Fiction Park
The Old Man and the Tea
An old man decides to start living when it is too late. He will try to find catharsis and himselfChiran Raj Pandey
The old man has been here for too long now. He started off as an innocent help for Kantipur Java before it became the most reputed coffee place. The place was in
between a statue of Birendra—somewhere in New Road—and a huge building called the Simrik. When a lonely writer’s daydreams turned into a successful business that turned into a chain of coffee places around the city, that place in between Birendra and the Simrik became a place that smelled of coffee and cigarettes by the day and the sweat of a young old man who fought with his longing for death every minute to make an espresso for that young kid with a beard and a book.

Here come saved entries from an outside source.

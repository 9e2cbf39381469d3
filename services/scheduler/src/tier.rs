//! Tier catalogue contract.
//!
//! A tier decides two facets of a task: whether it may be preempted by a
//! higher-priority task, and whether its resources are revocable (reclaimable
//! by the cluster at any time). The concrete catalogue lives outside the
//! core; [`StaticTierManager`] is the embedded resolution used by tests and
//! single-process deployments.

use std::collections::HashMap;

use serde::{Deserialize, Serialize};

use crate::task::TaskConfig;

#[derive(Debug, Clone, Copy, PartialEq, Eq, Serialize, Deserialize)]
pub struct Tier {
    pub preemptible: bool,
    pub revocable: bool,
}

impl Tier {
    /// The tier applied when a config names no tier: guaranteed resources,
    /// not preemptible.
    pub const PREFERRED: Tier = Tier {
        preemptible: false,
        revocable: false,
    };

    /// Preemptible but non-revocable resources.
    pub const PREEMPTIBLE: Tier = Tier {
        preemptible: true,
        revocable: false,
    };

    /// Best-effort: preemptible, running on revocable resources.
    pub const REVOCABLE: Tier = Tier {
        preemptible: true,
        revocable: true,
    };
}

/// Resolves the tier of a task configuration.
pub trait TierManager: Send + Sync {
    fn tier(&self, config: &TaskConfig) -> Tier;
}

/// Fixed name → tier mapping with a default for unnamed or unknown tiers.
#[derive(Debug, Clone)]
pub struct StaticTierManager {
    tiers: HashMap<String, Tier>,
    default: Tier,
}

impl StaticTierManager {
    pub fn new(tiers: HashMap<String, Tier>, default: Tier) -> Self {
        Self { tiers, default }
    }

    /// The standard three-tier catalogue: `preferred`, `preemptible`,
    /// `revocable`.
    pub fn standard() -> Self {
        Self::new(
            HashMap::from([
                ("preferred".to_string(), Tier::PREFERRED),
                ("preemptible".to_string(), Tier::PREEMPTIBLE),
                ("revocable".to_string(), Tier::REVOCABLE),
            ]),
            Tier::PREFERRED,
        )
    }
}

impl TierManager for StaticTierManager {
    fn tier(&self, config: &TaskConfig) -> Tier {
        config
            .tier
            .as_deref()
            .and_then(|name| self.tiers.get(name).copied())
            .unwrap_or(self.default)
    }
}
#[cfg(test)]
mod tests {
    use super::*;
    use crate::clock::ManualClock;
    use crate::storage::MemStorage;
    use muster_resources::ResourceBag;

    fn manager() -> StateManager {
        StateManager::new(
            Box::new(MemStorage::new()),
            Arc::new(ManualClock::new(1_000)),
            SchedulerConfig::default(),
        )
    }

    fn config(shard: u32) -> TaskConfig {
        TaskConfig {
            role: "www".into(),
            job_name: "frontend".into(),
            shard_id: shard,
            priority: 0,
            tier: None,
            resources: ResourceBag::empty(),
            max_task_failures: 1,
            requested_ports: Vec::new(),
            command: None,
        }
    }

    #[test]
    #[should_panic(expected = "illegal manager lifecycle transition")]
    fn lifecycle_cannot_skip_initialize() {
        let mut m = manager();
        m.start(Arc::new(|_| {}));
    }

    #[test]
    #[should_panic(expected = "operation not permitted in manager state")]
    fn operations_require_initialize() {
        let mut m = manager();
        let _ = m.insert_tasks(vec![config(0)]);
    }

    #[test]
    #[should_panic(expected = "operation not permitted in manager state")]
    fn abandon_requires_started() {
        let mut m = manager();
        m.initialize().unwrap();
        let _ = m.abandon_tasks(&BTreeSet::from(["t".to_string()]));
    }

    #[test]
    fn insert_drives_tasks_to_pending() {
        let mut m = manager();
        m.prepare().unwrap();
        assert_eq!(m.initialize().unwrap(), None);

        let ids = m.insert_tasks(vec![config(0), config(1)]).unwrap();
        assert_eq!(ids.len(), 2);

        let tasks = m.fetch_tasks(&TaskQuery::all()).unwrap();
        assert_eq!(tasks.len(), 2);
        for task in &tasks {
            assert_eq!(task.status, ScheduleStatus::Pending);
            assert_eq!(task.task_events.len(), 1);
            assert_eq!(task.config().max_task_failures, 1);
        }

        let job = JobKey::new("www", "frontend");
        assert_eq!(
            m.task_counters().get(&(job, ScheduleStatus::Pending)),
            Some(&2)
        );
        assert_eq!(m.work_queue_depth(), 0);
    }

    #[test]
    fn change_state_to_current_status_is_a_no_op() {
        let mut m = manager();
        m.initialize().unwrap();
        let ids = m.insert_tasks(vec![config(0)]).unwrap();
        let query = TaskQuery::by_ids(ids.iter().cloned());

        let count = m.change_state(&query, ScheduleStatus::Pending).unwrap();
        assert_eq!(count, 0);

        let job = JobKey::new("www", "frontend");
        assert_eq!(m.task_counters().get(&(job, ScheduleStatus::Pending)), Some(&1));
    }

    #[test]
    #[should_panic(expected = "framework id must not be blank")]
    fn blank_framework_id_is_a_programmer_error() {
        let mut m = manager();
        m.initialize().unwrap();
        let _ = m.set_framework_id("");
    }
}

In his ‘40s, in the ‘80s, Kantipur Java turned into a sea of rats gnawing at each other for a slice of meat. The employees turned against the employers, coffee turned into rat shit and the old man—then young—lost his love for the stench of caffeine. There was an earthquake that turned buildings upside down and the minds of the people that inhabited these buildings no longer responded to the human consciousness with congruency. Kantipur Java, a place where love grew within love (and coffee) and the people turned to each other in their times of non-need, became the dystopian version of itself. Birendra and the Simrik closed in on each other and the king finally showed his true colours.
The old man was driven into something much worse than insanity then. Day and night, he licked his fingers that still held onto that caffeine stench. He didn’t shower for weeks, days, years, months—chronology was no longer important. He longed for love, and he had always found love at that one coffee place that betrayed him. He no longer cared for coffee; the once magazine-filled shack in which he lived burned down in a careless attempt to let go of himself. He longed for love, he longed for love.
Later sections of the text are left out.